Las sospechas eran muchas de que se preparaba otra mani para el Midsummer Day. Así las cosas, el gobierno decretó el toque de queda. Se decretó el cierre (todo el día) de las casas de juego y otros establecimientos públicos (incluso los bolos) hasta año nuevo, y se montó un importante servicio policial de vigilancia callejera no sólo en Londres, sino también en las áreas adyacentes de Medio Sexo y Surrey.

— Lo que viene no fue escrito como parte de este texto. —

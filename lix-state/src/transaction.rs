//! The transaction buffer: pending mutations awaiting a commit.
//!
//! Staged mutations are keyed by `(version, entity, schema, file)`; staging
//! the same key twice within one uncommitted window overwrites the earlier
//! entry. Entries tagged `untracked` bypass the change log at drain time and
//! persist straight to the untracked store.

use indexmap::IndexMap;
use serde_json::Value;
use smol_str::SmolStr;
use thiserror::Error;

use crate::ids::{ChangeId, StateKey, Timestamp, VersionId};

/// An error raised when staging a malformed mutation.
#[derive(Debug, Clone, Error, PartialEq, Eq)]
#[non_exhaustive]
pub enum StageError {
    /// A component of the mutation key is empty.
    #[error("malformed mutation key: {0} is empty")]
    MalformedKey(&'static str),
}

/// A pending mutation in the transaction buffer.
///
/// The change id is assigned at staging time; the [`Change`](crate::Change)
/// itself is materialized by the commit engine.
#[derive(Clone, Debug, PartialEq, serde::Serialize, serde::Deserialize)]
pub struct PendingChange {
    /// The id the materialized change will carry.
    pub change_id: ChangeId,
    /// The logical state key being mutated.
    pub key: StateKey,
    /// Identity of the producer.
    pub plugin_key: SmolStr,
    /// The new payload, or `None` to stage a deletion.
    pub snapshot_content: Option<Value>,
    /// Version of the payload schema.
    pub schema_version: SmolStr,
    /// The version the mutation targets.
    pub version_id: VersionId,
    /// Whether the mutation bypasses the change log.
    pub untracked: bool,
    /// Optional provenance tag.
    pub writer_key: Option<SmolStr>,
    /// Optional opaque metadata.
    pub metadata: Option<Value>,
    /// Logical time the entry was staged.
    pub staged_at: Timestamp,
}

impl PendingChange {
    /// Whether this entry stages a deletion.
    pub fn is_deletion(&self) -> bool {
        self.snapshot_content.is_none()
    }
}

/// Per-write-session buffer of pending mutations.
///
/// Not visible outside the owning store; consumed and cleared by the commit
/// engine.
#[derive(Clone, Debug, Default)]
pub struct TransactionBuffer {
    entries: IndexMap<(VersionId, StateKey), PendingChange>,
}

impl TransactionBuffer {
    /// Create an empty buffer.
    pub fn new() -> Self {
        Self::default()
    }

    /// Append or replace a pending entry.
    ///
    /// Later stages for the same `(version, key)` overwrite earlier ones
    /// within the same uncommitted window.
    pub fn stage(&mut self, entry: PendingChange) -> Result<(), StageError> {
        if entry.key.entity_id.is_empty() {
            return Err(StageError::MalformedKey("entity_id"));
        }
        if entry.key.schema_key.is_empty() {
            return Err(StageError::MalformedKey("schema_key"));
        }
        if entry.key.file_id.is_empty() {
            return Err(StageError::MalformedKey("file_id"));
        }
        self.entries
            .insert((entry.version_id.clone(), entry.key.clone()), entry);
        Ok(())
    }

    /// Whether the buffer holds no entries at all.
    pub fn is_empty(&self) -> bool {
        self.entries.is_empty()
    }

    /// Look up the pending entry for `key` in `version_id`.
    pub fn pending_for(&self, version_id: &VersionId, key: &StateKey) -> Option<&PendingChange> {
        self.entries.get(&(version_id.clone(), key.clone()))
    }

    /// Iterate over the tracked entries, grouped by version in staging
    /// order, without consuming them.
    pub fn tracked_by_version(&self) -> IndexMap<VersionId, Vec<&PendingChange>> {
        let mut grouped: IndexMap<VersionId, Vec<&PendingChange>> = IndexMap::new();
        for entry in self.entries.values().filter(|e| !e.untracked) {
            grouped
                .entry(entry.version_id.clone())
                .or_default()
                .push(entry);
        }
        grouped
    }

    /// Iterate over the untracked entries without consuming them.
    pub fn untracked_entries(&self) -> impl Iterator<Item = &PendingChange> + '_ {
        self.entries.values().filter(|e| e.untracked)
    }

    /// Remove every entry from the buffer.
    pub fn clear(&mut self) {
        self.entries.clear();
    }

    /// Iterate over all entries in staging order.
    pub fn all_entries(&self) -> impl Iterator<Item = &PendingChange> + '_ {
        self.entries.values()
    }
}

#[cfg(test)]
mod tests {
    use super::*;

    fn entry(version: &str, entity: &str, change_id: u64) -> PendingChange {
        PendingChange {
            change_id: ChangeId(change_id),
            key: StateKey::new(entity, "doc", "f"),
            plugin_key: "test".into(),
            snapshot_content: Some(serde_json::json!({ "n": change_id })),
            schema_version: "1.0".into(),
            version_id: version.into(),
            untracked: false,
            writer_key: None,
            metadata: None,
            staged_at: Timestamp(change_id),
        }
    }

    #[test]
    fn later_stage_overwrites_earlier() {
        let mut buffer = TransactionBuffer::new();
        buffer.stage(entry("main", "e1", 1)).unwrap();
        buffer.stage(entry("main", "e1", 2)).unwrap();

        let grouped = buffer.tracked_by_version();
        let pending = &grouped[&VersionId::from("main")];
        assert_eq!(pending.len(), 1);
        assert_eq!(pending[0].change_id, ChangeId(2));
    }

    #[test]
    fn same_key_in_different_versions_is_kept() {
        let mut buffer = TransactionBuffer::new();
        buffer.stage(entry("a", "e1", 1)).unwrap();
        buffer.stage(entry("b", "e1", 2)).unwrap();
        assert_eq!(buffer.tracked_by_version().len(), 2);
    }

    #[test]
    fn empty_key_component_is_rejected() {
        let mut buffer = TransactionBuffer::new();
        let mut bad = entry("main", "", 1);
        bad.key = StateKey::new("", "doc", "f");
        assert_eq!(
            buffer.stage(bad).unwrap_err(),
            StageError::MalformedKey("entity_id")
        );
        assert!(buffer.is_empty());
    }
}
//! The commit graph: [`Commit`] nodes linked by [`CommitEdge`]s.
//!
//! Commits form a DAG: a commit may have multiple parents (merge commits)
//! and multiple children (branches). The graph is append-only; edges may
//! only be added towards commits that already exist, which keeps it acyclic
//! by construction.

use std::collections::BTreeSet;

use indexmap::IndexMap;
use thiserror::Error;

use crate::ids::{ChangeSetId, CommitId};

/// A node in the history DAG, owning exactly one change set.
#[derive(Clone, Debug, PartialEq, Eq, serde::Serialize, serde::Deserialize)]
pub struct Commit {
    /// Unique id of the commit.
    pub id: CommitId,
    /// The change set this commit owns.
    pub change_set_id: ChangeSetId,
}

/// A directed parent → child link between two commits.
#[derive(Clone, Debug, PartialEq, Eq, PartialOrd, Ord, serde::Serialize, serde::Deserialize)]
pub struct CommitEdge {
    /// The parent commit.
    pub parent_id: CommitId,
    /// The child commit.
    pub child_id: CommitId,
}

/// An error raised when mutating the commit graph.
#[derive(Debug, Clone, Error, PartialEq, Eq)]
#[non_exhaustive]
pub enum GraphError {
    /// The referenced commit is not in the graph.
    #[error("unknown commit: {0}")]
    UnknownCommit(CommitId),

    /// A commit with this id already exists.
    #[error("duplicate commit: {0}")]
    DuplicateCommit(CommitId),
}

/// Append-only store of commits and the edges between them.
#[derive(Clone, Debug, Default)]
pub struct CommitGraph {
    commits: IndexMap<CommitId, Commit>,
    edges: Vec<CommitEdge>,
    parents: IndexMap<CommitId, Vec<CommitId>>,
    children: IndexMap<CommitId, Vec<CommitId>>,
}

impl CommitGraph {
    /// Create an empty commit graph.
    pub fn new() -> Self {
        Self::default()
    }

    /// Number of commits in the graph.
    pub fn num_commits(&self) -> usize {
        self.commits.len()
    }

    /// Check if `commit_id` is in the graph.
    pub fn contains(&self, commit_id: CommitId) -> bool {
        self.commits.contains_key(&commit_id)
    }

    /// Get the commit with id `commit_id`.
    pub fn get(&self, commit_id: CommitId) -> Result<&Commit, GraphError> {
        self.commits
            .get(&commit_id)
            .ok_or(GraphError::UnknownCommit(commit_id))
    }

    /// Insert a new commit with edges from each of `parent_ids`.
    ///
    /// All parents must already be in the graph. Since edges are only ever
    /// created from existing commits to the new one, the graph stays acyclic.
    pub fn insert_commit(
        &mut self,
        commit: Commit,
        parent_ids: impl IntoIterator<Item = CommitId>,
    ) -> Result<(), GraphError> {
        if self.commits.contains_key(&commit.id) {
            return Err(GraphError::DuplicateCommit(commit.id));
        }
        let parent_ids: Vec<CommitId> = parent_ids.into_iter().collect();
        for &parent in &parent_ids {
            if !self.commits.contains_key(&parent) {
                return Err(GraphError::UnknownCommit(parent));
            }
        }

        let id = commit.id;
        self.commits.insert(id, commit);
        for parent in parent_ids {
            self.edges.push(CommitEdge {
                parent_id: parent,
                child_id: id,
            });
            self.parents.entry(id).or_default().push(parent);
            self.children.entry(parent).or_default().push(id);
        }
        Ok(())
    }

    /// Replace the change set owned by `commit_id`.
    ///
    /// Only the working commit of a version is ever reassigned; history
    /// commits are immutable.
    pub(crate) fn set_change_set(
        &mut self,
        commit_id: CommitId,
        change_set_id: ChangeSetId,
    ) -> Result<(), GraphError> {
        let commit = self
            .commits
            .get_mut(&commit_id)
            .ok_or(GraphError::UnknownCommit(commit_id))?;
        commit.change_set_id = change_set_id;
        Ok(())
    }

    /// Get the parents of `commit_id`.
    pub fn parents(&self, commit_id: CommitId) -> impl Iterator<Item = CommitId> + '_ {
        self.parents
            .get(&commit_id)
            .into_iter()
            .flatten()
            .copied()
    }

    /// Get the children of `commit_id`.
    pub fn children(&self, commit_id: CommitId) -> impl Iterator<Item = CommitId> + '_ {
        self.children
            .get(&commit_id)
            .into_iter()
            .flatten()
            .copied()
    }

    /// Iterate over all commits in insertion order.
    pub fn all_commits(&self) -> impl Iterator<Item = &Commit> + '_ {
        self.commits.values()
    }

    /// Iterate over all edges in insertion order.
    pub fn all_edges(&self) -> impl Iterator<Item = &CommitEdge> + '_ {
        self.edges.iter()
    }

    /// Walk the ancestry of `commit_id` in breadth-first order, starting
    /// with (and including) the commit itself.
    ///
    /// Nearer ancestors are visited before farther ones; each commit is
    /// visited at most once even when reachable along multiple paths.
    pub fn ancestors(&self, commit_id: CommitId) -> impl Iterator<Item = CommitId> + '_ {
        let mut seen = BTreeSet::new();
        let mut queue = std::collections::VecDeque::new();
        if self.contains(commit_id) {
            seen.insert(commit_id);
            queue.push_back(commit_id);
        }
        std::iter::from_fn(move || {
            let next = queue.pop_front()?;
            for parent in self.parents(next) {
                if seen.insert(parent) {
                    queue.push_back(parent);
                }
            }
            Some(next)
        })
    }
}

#[cfg(test)]
mod tests {
    use itertools::Itertools;

    use super::*;

    fn commit(id: u64) -> Commit {
        Commit {
            id: CommitId(id),
            change_set_id: ChangeSetId::from_change_ids([crate::ids::ChangeId(id)]),
        }
    }

    fn diamond() -> CommitGraph {
        // 0 -> {1, 2} -> 3
        let mut graph = CommitGraph::new();
        graph.insert_commit(commit(0), []).unwrap();
        graph.insert_commit(commit(1), [CommitId(0)]).unwrap();
        graph.insert_commit(commit(2), [CommitId(0)]).unwrap();
        graph
            .insert_commit(commit(3), [CommitId(1), CommitId(2)])
            .unwrap();
        graph
    }

    #[test]
    fn ancestors_are_breadth_first_and_deduplicated() {
        let graph = diamond();
        let order = graph.ancestors(CommitId(3)).collect_vec();
        assert_eq!(order[0], CommitId(3));
        assert_eq!(order.last(), Some(&CommitId(0)));
        assert_eq!(order.len(), 4);
    }

    #[test]
    fn unknown_parent_is_rejected() {
        let mut graph = CommitGraph::new();
        let err = graph.insert_commit(commit(1), [CommitId(42)]).unwrap_err();
        assert_eq!(err, GraphError::UnknownCommit(CommitId(42)));
    }

    #[test]
    fn duplicate_commit_is_rejected() {
        let mut graph = diamond();
        let err = graph.insert_commit(commit(2), []).unwrap_err();
        assert_eq!(err, GraphError::DuplicateCommit(CommitId(2)));
    }

    #[test]
    fn merge_commit_has_two_parents() {
        let graph = diamond();
        let parents = graph.parents(CommitId(3)).collect_vec();
        assert_eq!(parents, vec![CommitId(1), CommitId(2)]);
        assert_eq!(graph.children(CommitId(0)).count(), 2);
    }
}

Webb, que es un tipo que yo creo que merecería una medalla histórica por el profundo conocimiento que demuestra del pueblo sobre el que gobernaba y su propensión hacia la mano izquierda, le escribió a Burghley diciéndose que se le había escapado un detalle que podría poner las cosas mucho peor: la violencia xenófoba. Los conflictos religiosos y las vicisitudes de la geopolítica en los veinte o treinta años anteriores habían provocado un importante flujo de inmigración extranjera hacia Inglaterra en general y Londres en particular, y Webb ahora temía que los disturbios se volvieran contra ella. Temía, fundamentalmente, por los calvinistas holandeses refugiados en Londres, la mayoría de los cuales habían levantado negocios y tiendas. Muchos comerciantes ingleses, poco proclives a entender las razones de la solidaridad religiosa, consideraban que aquellos tipos, algunos de los cuales ya iban por la segunda generación de residentes, les estaban quitando el negocio. Incluso entrando en el terreno de lo religioso, no dejaban de recordar que en el caso de muchos de ellos (los holandeses, por ejemplo), en realidad disponían de libertad para practicar su culto en su país de origen; así pues, concluían, allí no hacían nada.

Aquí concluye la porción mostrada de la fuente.